Read some descriptions of mansions or luxury homes in San Diego and compare a $1,000,000 home with a $400,000 house. You can use the Word Count Tool to see if you can observe the pattern highlighted in WSJ. My observation just now is that I experienced a negative reaction when I compared a million dollar home with one for less than half that price because the description of the two houses, in this case, did not differ at all in number of characters. In fact, I had the feeling described below.
If there isn't a lot written about the million dollar home, a prospective buyer might suspect that it has a major drawback or shortcoming.

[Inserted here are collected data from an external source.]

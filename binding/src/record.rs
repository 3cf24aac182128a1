//! Traits implemented by bindable records and enumerations.

use crate::{field::schema_of, Error, FieldSpec, Fields, Materialized, RecordOptions, Schema};
use std::sync::Arc;
use structbind_codec::{Container, Value};

/// A typed record bound to a binary layout.
///
/// Normally derived with `#[derive(Record)]`:
///
/// ```
/// use structbind::{codec::Int, Record, Serializable};
///
/// #[derive(Record, Debug, PartialEq)]
/// struct Point {
///     #[field(codec = Int::u8())]
///     x: u8,
///     #[field(codec = Int::u8())]
///     y: u8,
/// }
///
/// let point = Point::parse(&[0, 1]).unwrap();
/// assert_eq!(point, Point { x: 0, y: 1 });
/// assert_eq!(&point.build().unwrap()[..], &[0, 1]);
/// ```
pub trait Record: Sized + Send + 'static {
    /// Name used in logs and errors.
    const NAME: &'static str;

    /// Field specs in declaration order.
    fn fields() -> Result<Vec<FieldSpec>, Error>;

    /// Options used when the record is registered without explicit ones.
    fn options() -> RecordOptions {
        RecordOptions::default()
    }

    /// Creates an instance from materialized field values.
    fn construct(fields: &mut Fields) -> Result<Self, Error>;

    /// Overwrites one field after construction.
    fn assign(&mut self, field: &str, value: Materialized) -> Result<(), Error>;

    /// Flattens the instance into a generic mapping for building.
    fn to_container(&self) -> Container;

    /// The cached descriptors of this record.
    fn schema() -> Result<Arc<Schema>, Error> {
        schema_of::<Self>()
    }
}

/// An integer enumeration usable as a field type.
///
/// Derived with `#[derive(Enumeration)]` on fieldless enums.
pub trait Enumeration: Copy + Send + Sync + 'static {
    const NAME: &'static str;

    /// Member names and their integer values, in declaration order.
    const MEMBERS: &'static [(&'static str, i128)];

    fn from_value(value: i128) -> Option<Self>;

    fn value(self) -> i128;

    fn name(self) -> &'static str;
}

/// An enumeration field that tolerates integers outside the declared members.
#[derive(Clone, Copy, Debug, PartialEq, Eq, Hash)]
pub enum EnumValue<E> {
    Member(E),
    Unknown(i128),
}

impl<E: Enumeration> EnumValue<E> {
    pub fn from_value(value: i128) -> Self {
        match E::from_value(value) {
            Some(member) => EnumValue::Member(member),
            None => EnumValue::Unknown(value),
        }
    }

    pub fn value(&self) -> i128 {
        match self {
            EnumValue::Member(member) => member.value(),
            EnumValue::Unknown(value) => *value,
        }
    }

    pub fn member(&self) -> Option<E> {
        match self {
            EnumValue::Member(member) => Some(*member),
            EnumValue::Unknown(_) => None,
        }
    }
}

impl<E> From<E> for EnumValue<E> {
    fn from(member: E) -> Self {
        EnumValue::Member(member)
    }
}

/// Map-style access to fields by name.
///
/// Derived records opt in with `#[record(container)]`.
pub trait Lookup {
    fn lookup(&self, key: &str) -> Option<Value>;
}

impl Lookup for Container {
    fn lookup(&self, key: &str) -> Option<Value> {
        self.get(key).cloned()
    }
}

In fact, Mark Liberman (Linguistics professor at University of Pennsylvania) is quoted in the article saying, "Given that all the descriptions of better properties are full of these empty-enthusiasm words, it might be interpreted by readers as an indication of problems if they're absent."
We are definitely influenced by words, so it's good to be aware of all the power - indeed, 'empty-enthusiasm' words - wielded by marketers in every realm of sales.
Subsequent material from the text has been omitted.